Emmanuel Davidenkoff
« Les questions de métier sont centrales »
14 janvier 2014

Spécialiste de l’éducation, Emmanuel Davidenkoff a accepté de repondre aux questions de la rédaction de Fenêtres sur Cours concernant la refondation de l’école

Spécialiste de l’éducation, Emmanuel Davidenkoff est directeur de la rédaction de l’Étudiant et journaliste à France Info. Il est également auteur de nombreux ouvrages sur la question dont le dernier à paraître en mars  : « Le tsunami numérique »

La loi dite de refondation de l’école votée il y six mois tient-elle ses promesses ?

Lors du débat autour de cette loi, on n’a pas vu émerger d’idées radicales mais plutôt resurgir des projets mis en œuvre quand la gauche était au pouvoir ou des idées qui étaient déjà dans l’air du temps. A ce compte là, en être encore un an et demi après à des procédures d’installation comme celle du CSP se révèle décevant. D’autre part, le fonctionnement de l’institution avec le rôle prépondérant des cadres intermédiaires et une structure très hiérarchique et tubulaire n’est pas remis en question alors qu’il aboutit à des situations très diverses sur le terrain.

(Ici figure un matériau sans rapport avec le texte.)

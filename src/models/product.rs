// src/models/product.rs

use std::fmt;
use std::str::FromStr;

use base64::{engine::general_purpose::STANDARD as BASE64, Engine as _};
use chrono::{DateTime, Utc};
use rust_decimal::Decimal;
use serde::{Deserialize, Serialize, Serializer};
use sqlx::sqlite::SqliteRow;
use sqlx::{FromRow, Row};
use uuid::Uuid;

use crate::errors::{AppError, Result};

/// Product category. Four values are meaningful to the storefront UI, but the
/// domain is open: browse views also query ad-hoc categories (e.g. `showroom`),
/// which are preserved rather than rejected.
#[derive(Debug, Clone, PartialEq, Eq)]
pub enum Category {
  Land,
  Properties,
  Furnitures,
  Auto,
  Other(String),
}

impl Category {
  pub fn as_str(&self) -> &str {
    match self {
      Category::Land => "land",
      Category::Properties => "properties",
      Category::Furnitures => "furnitures",
      Category::Auto => "auto",
      Category::Other(s) => s,
    }
  }
}

impl From<&str> for Category {
  fn from(s: &str) -> Self {
    match s {
      "land" => Category::Land,
      "properties" => Category::Properties,
      "furnitures" => Category::Furnitures,
      "auto" => Category::Auto,
      other => Category::Other(other.to_string()),
    }
  }
}

impl fmt::Display for Category {
  fn fmt(&self, f: &mut fmt::Formatter<'_>) -> fmt::Result {
    f.write_str(self.as_str())
  }
}

impl Serialize for Category {
  fn serialize<S: Serializer>(&self, serializer: S) -> std::result::Result<S::Ok, S::Error> {
    serializer.serialize_str(self.as_str())
  }
}

impl<'de> Deserialize<'de> for Category {
  fn deserialize<D: serde::Deserializer<'de>>(deserializer: D) -> std::result::Result<Self, D::Error> {
    String::deserialize(deserializer).map(|s| Category::from(s.as_str()))
  }
}

#[derive(Debug, Clone, Copy, PartialEq, Eq, Default, Serialize)]
#[serde(rename_all = "lowercase")]
pub enum ProductStatus {
  #[default]
  Available,
  Sold,
}

impl ProductStatus {
  pub fn as_str(self) -> &'static str {
    match self {
      ProductStatus::Available => "available",
      ProductStatus::Sold => "sold",
    }
  }
}

impl From<&str> for ProductStatus {
  fn from(s: &str) -> Self {
    if s.eq_ignore_ascii_case("sold") {
      ProductStatus::Sold
    } else {
      ProductStatus::Available
    }
  }
}

/// A product image: either an inline binary payload with its MIME type, or a
/// reference to an externally hosted URL. On the wire both collapse to a single
/// string (a `data:` URI for the former).
///
/// Invariant: an inline payload is never empty.
#[derive(Debug, Clone, PartialEq, Eq)]
pub enum ProductImage {
  Data { mime: String, bytes: Vec<u8> },
  External(String),
}

impl ProductImage {
  /// Parse the wire form. `data:` URIs are decoded into payload + MIME type;
  /// anything else is treated as an external URL and passed through verbatim.
  pub fn from_wire(value: &str) -> Result<Self> {
    if let Some(rest) = value.strip_prefix("data:") {
      let (mime, payload) = rest
        .split_once(";base64,")
        .ok_or_else(|| AppError::Validation("image must be a base64 data URI or a URL".to_string()))?;
      if mime.is_empty() {
        return Err(AppError::Validation("image data URI is missing a MIME type".to_string()));
      }
      let bytes = BASE64
        .decode(payload)
        .map_err(|e| AppError::Validation(format!("image payload is not valid base64: {}", e)))?;
      if bytes.is_empty() {
        return Err(AppError::Validation("image payload is empty".to_string()));
      }
      Ok(ProductImage::Data {
        mime: mime.to_string(),
        bytes,
      })
    } else {
      Ok(ProductImage::External(value.to_string()))
    }
  }

  /// Reconstitute the self-describing wire form.
  pub fn to_wire(&self) -> String {
    match self {
      ProductImage::Data { mime, bytes } => format!("data:{};base64,{}", mime, BASE64.encode(bytes)),
      ProductImage::External(url) => url.clone(),
    }
  }
}

impl Serialize for ProductImage {
  fn serialize<S: Serializer>(&self, serializer: S) -> std::result::Result<S::Ok, S::Error> {
    serializer.serialize_str(&self.to_wire())
  }
}

#[derive(Debug, Clone, Serialize)]
#[serde(rename_all = "camelCase")]
pub struct Product {
  pub id: Uuid,
  pub title: String,
  pub description: Option<String>,
  pub price: Decimal,
  pub category: Category,
  pub sub_category: Option<String>,
  pub image: Option<ProductImage>,
  pub status: ProductStatus,
  pub created_at: DateTime<Utc>,
}

impl FromRow<'_, SqliteRow> for Product {
  fn from_row(row: &SqliteRow) -> std::result::Result<Self, sqlx::Error> {
    let id: String = row.try_get("id")?;
    let id = Uuid::parse_str(&id).map_err(|e| sqlx::Error::ColumnDecode {
      index: "id".to_string(),
      source: Box::new(e),
    })?;

    let price: String = row.try_get("price")?;
    let price = Decimal::from_str(&price).map_err(|e| sqlx::Error::ColumnDecode {
      index: "price".to_string(),
      source: Box::new(e),
    })?;

    let category: String = row.try_get("category")?;
    let status: String = row.try_get("status")?;

    let image_mime: Option<String> = row.try_get("image_mime")?;
    let image_data: Option<Vec<u8>> = row.try_get("image_data")?;
    let image_url: Option<String> = row.try_get("image_url")?;
    let image = match (image_mime, image_data, image_url) {
      (Some(mime), Some(bytes), _) => Some(ProductImage::Data { mime, bytes }),
      (_, _, Some(url)) => Some(ProductImage::External(url)),
      _ => None,
    };

    Ok(Product {
      id,
      title: row.try_get("title")?,
      description: row.try_get("description")?,
      price,
      category: Category::from(category.as_str()),
      sub_category: row.try_get("sub_category")?,
      image,
      status: ProductStatus::from(status.as_str()),
      created_at: row.try_get("created_at")?,
    })
  }
}

/// Caller-supplied product fields, as they arrive from the admin surface.
/// Everything is optional at the wire level so required-field violations
/// surface as `Validation` errors rather than deserialization failures.
#[derive(Debug, Clone, Default, Deserialize)]
#[serde(rename_all = "camelCase")]
pub struct ProductDraft {
  pub title: Option<String>,
  pub description: Option<String>,
  pub price: Option<Decimal>,
  pub category: Option<String>,
  pub sub_category: Option<String>,
  pub image: Option<String>,
}

/// A validated, normalized draft ready to persist.
#[derive(Debug, Clone)]
pub struct ProductFields {
  pub title: String,
  pub description: Option<String>,
  pub price: Decimal,
  pub category: Category,
  pub sub_category: Option<String>,
  pub image: Option<ProductImage>,
}

impl ProductDraft {
  pub fn validate(&self) -> Result<ProductFields> {
    let title = self
      .title
      .as_deref()
      .map(str::trim)
      .filter(|t| !t.is_empty())
      .ok_or_else(|| AppError::Validation("title is required".to_string()))?
      .to_string();

    let price = self
      .price
      .ok_or_else(|| AppError::Validation("price is required".to_string()))?;
    if price < Decimal::ZERO {
      return Err(AppError::Validation("price must not be negative".to_string()));
    }

    let category = self
      .category
      .as_deref()
      .map(str::trim)
      .filter(|c| !c.is_empty())
      .ok_or_else(|| AppError::Validation("category is required".to_string()))?;

    let image = match self.image.as_deref().map(str::trim).filter(|s| !s.is_empty()) {
      Some(raw) => Some(ProductImage::from_wire(raw)?),
      None => None,
    };

    Ok(ProductFields {
      title,
      description: self.description.clone().filter(|d| !d.trim().is_empty()),
      price,
      category: Category::from(category),
      sub_category: self
        .sub_category
        .as_deref()
        .map(str::trim)
        .filter(|s| !s.is_empty())
        .map(str::to_string),
      image,
    })
  }
}

#[cfg(test)]
mod tests {
  use super::*;

  #[test]
  fn data_uri_round_trips_payload_and_mime() {
    let original = ProductImage::Data {
      mime: "image/png".to_string(),
      bytes: vec![0x89, 0x50, 0x4e, 0x47, 0x0d, 0x0a],
    };
    let wire = original.to_wire();
    assert!(wire.starts_with("data:image/png;base64,"));
    assert_eq!(ProductImage::from_wire(&wire).unwrap(), original);
  }

  #[test]
  fn external_url_passes_through() {
    let img = ProductImage::from_wire("https://cdn.example.com/p/1.jpg").unwrap();
    assert_eq!(img, ProductImage::External("https://cdn.example.com/p/1.jpg".to_string()));
    assert_eq!(img.to_wire(), "https://cdn.example.com/p/1.jpg");
  }

  #[test]
  fn empty_inline_payload_is_rejected() {
    let err = ProductImage::from_wire("data:image/png;base64,").unwrap_err();
    assert!(matches!(err, AppError::Validation(_)));
  }

  #[test]
  fn malformed_base64_is_rejected() {
    let err = ProductImage::from_wire("data:image/png;base64,@@@").unwrap_err();
    assert!(matches!(err, AppError::Validation(_)));
  }

  #[test]
  fn category_keeps_unknown_values() {
    assert_eq!(Category::from("furnitures"), Category::Furnitures);
    assert_eq!(Category::from("showroom"), Category::Other("showroom".to_string()));
    assert_eq!(Category::from("showroom").as_str(), "showroom");
  }

  #[test]
  fn draft_requires_title_price_category() {
    let missing_title = ProductDraft {
      price: Some(Decimal::from(100)),
      category: Some("auto".to_string()),
      ..Default::default()
    };
    assert!(matches!(missing_title.validate(), Err(AppError::Validation(_))));

    let negative_price = ProductDraft {
      title: Some("Sedan".to_string()),
      price: Some(Decimal::from(-1)),
      category: Some("auto".to_string()),
      ..Default::default()
    };
    assert!(matches!(negative_price.validate(), Err(AppError::Validation(_))));
  }
}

Tout ça génère une forme de défiance de la part des enseignants vis à vis de l’administration au sens large et il ne faut pas s’étonner que cette défiance se manifeste quand une réforme arrive.

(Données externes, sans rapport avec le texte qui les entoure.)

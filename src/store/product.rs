// src/store/product.rs

use chrono::Utc;
use sqlx::SqlitePool;
use tracing::{info, instrument, warn};
use uuid::Uuid;

use crate::errors::{AppError, Result};
use crate::models::product::{Category, Product, ProductDraft, ProductImage, ProductStatus};

#[derive(Debug, Clone, Default)]
pub struct ProductFilter {
  pub category: Option<Category>,
  pub sub_category: Option<String>,
}

/// Persistent product catalog. Owns the product records outright; the cart
/// store only ever holds copies of what it reads from here.
///
/// Admin mutations take the caller-supplied credential and verify it against
/// the secret injected at construction, before touching storage.
pub struct ProductStore {
  pool: SqlitePool,
  admin_secret: String,
}

impl ProductStore {
  pub fn new(pool: SqlitePool, admin_secret: impl Into<String>) -> Self {
    Self {
      pool,
      admin_secret: admin_secret.into(),
    }
  }

  /// Credential gate for admin mutations. Checked before existence, so the
  /// response never discloses whether the target id exists.
  fn check_admin(&self, password: &str) -> Result<()> {
    if password != self.admin_secret {
      warn!("Admin credential mismatch.");
      return Err(AppError::Auth("Invalid admin credential.".to_string()));
    }
    Ok(())
  }

  #[instrument(name = "product_store::create", skip(self, password, draft))]
  pub async fn create(&self, password: &str, draft: &ProductDraft) -> Result<Uuid> {
    self.check_admin(password)?;
    let fields = draft.validate()?;
    let id = Uuid::new_v4();
    let (image_mime, image_data, image_url) = image_columns(fields.image.as_ref());

    sqlx::query(
      "INSERT INTO products (id, title, description, price, category, sub_category, image_mime, image_data, image_url, status, created_at) \
       VALUES ($1, $2, $3, $4, $5, $6, $7, $8, $9, $10, $11)",
    )
    .bind(id.to_string())
    .bind(&fields.title)
    .bind(&fields.description)
    .bind(fields.price.to_string())
    .bind(fields.category.as_str())
    .bind(&fields.sub_category)
    .bind(image_mime)
    .bind(image_data)
    .bind(image_url)
    .bind(ProductStatus::Available.as_str())
    .bind(Utc::now())
    .execute(&self.pool)
    .await?;

    info!(product_id = %id, "Product created.");
    Ok(id)
  }

  /// Full replace of the mutable fields. An absent id fails with `NotFound`.
  #[instrument(name = "product_store::update", skip(self, password, draft), fields(product_id = %id))]
  pub async fn update(&self, password: &str, id: Uuid, draft: &ProductDraft) -> Result<Uuid> {
    self.check_admin(password)?;
    let fields = draft.validate()?;
    let (image_mime, image_data, image_url) = image_columns(fields.image.as_ref());

    let result = sqlx::query(
      "UPDATE products SET title = $1, description = $2, price = $3, category = $4, sub_category = $5, \
       image_mime = $6, image_data = $7, image_url = $8 WHERE id = $9",
    )
    .bind(&fields.title)
    .bind(&fields.description)
    .bind(fields.price.to_string())
    .bind(fields.category.as_str())
    .bind(&fields.sub_category)
    .bind(image_mime)
    .bind(image_data)
    .bind(image_url)
    .bind(id.to_string())
    .execute(&self.pool)
    .await?;

    if result.rows_affected() == 0 {
      warn!(product_id = %id, "Update targeted a nonexistent product.");
      return Err(AppError::NotFound(format!("Product with ID {} not found.", id)));
    }
    info!(product_id = %id, "Product updated.");
    Ok(id)
  }

  /// Idempotent on an already-sold product; `NotFound` for an absent id.
  #[instrument(name = "product_store::mark_sold", skip(self, password), fields(product_id = %id))]
  pub async fn mark_sold(&self, password: &str, id: Uuid) -> Result<Uuid> {
    self.check_admin(password)?;
    let result = sqlx::query("UPDATE products SET status = 'sold' WHERE id = $1")
      .bind(id.to_string())
      .execute(&self.pool)
      .await?;

    if result.rows_affected() == 0 {
      return Err(AppError::NotFound(format!("Product with ID {} not found.", id)));
    }
    info!(product_id = %id, "Product marked sold.");
    Ok(id)
  }

  /// Removes the record entirely. Deleting an id that is already gone succeeds.
  #[instrument(name = "product_store::delete", skip(self, password), fields(product_id = %id))]
  pub async fn delete(&self, password: &str, id: Uuid) -> Result<()> {
    self.check_admin(password)?;
    sqlx::query("DELETE FROM products WHERE id = $1")
      .bind(id.to_string())
      .execute(&self.pool)
      .await?;
    info!(product_id = %id, "Product deleted.");
    Ok(())
  }

  pub async fn get(&self, id: Uuid) -> Result<Option<Product>> {
    let product: Option<Product> = sqlx::query_as(
      "SELECT id, title, description, price, category, sub_category, image_mime, image_data, image_url, status, created_at \
       FROM products WHERE id = $1",
    )
    .bind(id.to_string())
    .fetch_optional(&self.pool)
    .await?;
    Ok(product)
  }

  /// Filtered retrieval. No filter returns the whole catalog. The category
  /// narrows at the query; the subCategory predicate runs as a second pass
  /// over the fetched rows.
  #[instrument(name = "product_store::list", skip(self))]
  pub async fn list(&self, filter: &ProductFilter) -> Result<Vec<Product>> {
    let mut products: Vec<Product> = match &filter.category {
      Some(category) => {
        sqlx::query_as(
          "SELECT id, title, description, price, category, sub_category, image_mime, image_data, image_url, status, created_at \
           FROM products WHERE category = $1 ORDER BY created_at ASC",
        )
        .bind(category.as_str())
        .fetch_all(&self.pool)
        .await?
      }
      None => {
        sqlx::query_as(
          "SELECT id, title, description, price, category, sub_category, image_mime, image_data, image_url, status, created_at \
           FROM products ORDER BY created_at ASC",
        )
        .fetch_all(&self.pool)
        .await?
      }
    };

    if let Some(sub) = &filter.sub_category {
      products.retain(|p| p.sub_category.as_deref() == Some(sub.as_str()));
    }
    Ok(products)
  }
}

fn image_columns(image: Option<&ProductImage>) -> (Option<String>, Option<Vec<u8>>, Option<String>) {
  match image {
    Some(ProductImage::Data { mime, bytes }) => (Some(mime.clone()), Some(bytes.clone()), None),
    Some(ProductImage::External(url)) => (None, None, Some(url.clone())),
    None => (None, None, None),
  }
}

Pourquoi ce malaise perceptible chez les professeurs d’école ?

A tort ou à raison, la profession se sent brutalisée depuis trop longtemps. La gauche a beau jeu de dire que c’est le résultat de dix années de droite mais en réalité ça a commencé en 1997 avec le ministère Allègre. Les PE qui ont commencé à cette époque, il y a 16 ans et qui devraient être en pleine possession de leurs moyens professionnels ont, pour certains, le sentiment d’un manque de reconnaissance et d’un flou dans l’exercice de leur métier. Il aurait été prioritaire de répondre à ce désarroi et on aurait pu imaginer que les chantiers métier aient été mieux préparés en tenant compte de cette situation.

Le gouvernement a donc fait une erreur politique ?

Pour ma part, je me suis interrogé dès l’annonce des 60 000 postes par François Hollande pendant les primaires. Non pas sur la réalité des besoins mais sur la stratégie politique. Lâcher 60 000 postes sans savoir ce qu’on va en faire et en se privant d’une négociation avec les acteurs sur leur utilisation, c’était dès le départ se priver de toute marge de manoeuvre. L’éducation, c’est d’abord de l’humain, on ne peut aborder les choses uniquement sur l’aspect quantitatif.

Et la question des rythmes scolaires ?

Ce sujet a occulté l’ensemble de la refondation alors qu’il ne concerne que 20 % des écoles pour lesquelles c’est loin de se passer mal partout. Là où ça marche, on a pris le temps de se réunir autour d’une table mais surtout de redéfinir les missions des uns et des autres car c’est ce point précis qui cristallise les difficultés pour des enseignants qui considèrent que l’école et la classe leur appartiennent. Là encore les questions de métier et de professionnalité des enseignants sont centrales.

Quel regard portez-vous sur l’élaboration des nouveaux programmes ?

On ne peut pas dissocier le travail sur les programmes de celui sur le métier d’enseignant. La condition de la réussite est d’articuler les deux. Ce qui m’intéresserait c’est qu’on arrive enfin à basculer d’une conception en terme d’enseignement à une autre en terme d’apprentissage. Si on n’a pas analysé les conditions de mise en oeuvre, les modes d’évaluation, la nécessaire formation des enseignants, dans le meilleur des cas les programmes ne seront pas mis en oeuvre et dans le pire, tout le monde va hurler contre.

La réforme a-t-elle des chances d’aboutir ?

Pas si on continue comme on avait l’habitude de faire. Je crois à l’apport du numérique qui peut constituer pour l’enseignant l’équivalent du GPS pour le conducteur. Un guide qui n’empêche pas d’aller où on veut. Les enseignants qui utilisent les nouvelles technologies font tous le même constat : celles-ci ont au moins le mérite de provoquer l’engagement des élèves : ce n’est pas rien ! Mais pour retrouver une dynamique, on ne peut se passer des enseignants. Et on n’y arrivera pas si on ne répond pas à leur besoin de considération et de reconnaissance professionnelle. Ça passe par le regard de la hiérarchie, par le contact avec des chercheurs, par la confrontation de leurs pratiques avec celle des collègues. Il est indispensable de réinstaurer la confiance.